A 2020 report found that 56,000 Minnesota adults — or 1.3% — are problem gamblers, which means they’ve lost control. Another 162,000 adults, or nearly 3.8%, are “at risk.” Photo by Getty Images.

By J. Patrick Coolican, Minnesota Reformer

The sports betting scandals are piling up like the maxed out credits cards of a gambling addict.  

Some youth baseball league gadfly tried to wager $100,000 on a University of Alabama baseball game while apparently trading text messages with the Crimson Tide manager, who had inside info on an injury to his starting pitcher. 

Jacksonville Jaguars receiver Calvin Ridley wrote a much talked about confessional for The Players Tribune about one way he dealt with anxiety and depression: Gambling. 

Late last year, more than a dozen current and former student-athletes at Iowa and Iowa State were caught up in an investigation into illegal sports betting.

J.B. Bickerstaff, head coach of the NBA’s Cleveland Cavaliers, said a gambler found his phone number and sent him threatening messages last year.

Mobile gambling allows players to make bets more or less 24 hours a day — like constantly shoving fresh supply into the pocket of a person suffering a drug addiction. 

It’s so effective that even BetMGM, the gambling conglomerate’s mobile arm, launched ads last year promoting “safe” gambling, which is the equivalent of a tobacco company telling you to take it easy on the cigs for a while. 

The quickly deteriorating sports gambling scene makes the Legislature’s push for legal sports betting on your phone especially curious, given that Minnesota is already on the brink of a serious gambling problem. 

Minnesotans spent roughly $6.5 billion on gambling in 2022, including pull tabs, other charitable gambling, lottery tickets and gambling at tribal casinos. 

Revenue from e-pull tabs, which are the slot machine(ish) devices you find at bars, has increased by nearly 1,100% (not a typo) since 2017 while paper pull tab revenue is up by 44%. 

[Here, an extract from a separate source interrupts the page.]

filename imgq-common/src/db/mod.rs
//! Database bootstrap and schema

pub mod init;

pub use init::*;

Press and politicians have gawked at this phenomenon like it’s some fascinating natural wonder, while salivating at the up-up-and-away receipts that go into the U.S. Bank Stadium account. 

But the reality is much uglier: People who often can’t afford to lose are giving money to the gambling industry, as well as the state treasury and the charitable groups that rely on gamblers’ losses. 

And we have lots of evidence that the people playing often shouldn’t be

A Wilder Research report for the state Department of Human Services found that 56,000 Minnesota adults — or 1.3% — are problem gamblers, which means they’ve lost control. Another 162,000 adults, or nearly 3.8%, are “at risk.” Taken together that’s 5.1% — more than 200,000 Minnesotans. 

Over one-quarter of adults in Minnesota “know someone whose gambling may be causing them financial difficulties; impacting their health; or damaging their personal, family or work relationships,” according to the report, whose authors conducted a survey of 8,512 respondents.  

Among people with a high school diploma, GED or less, 8.6% are either problem or at-risk gamblers. Among people who make $30,000 per year or less, it’s 7.2%. 

Given all this, I asked Rep. Zack Stephenson, DFL-Coon Rapids, who is a chief bill author, why not just wait a few years, after which a majority of America is going to wake up and ask why on earth we sold out our robust sports culture to the gambling industry. 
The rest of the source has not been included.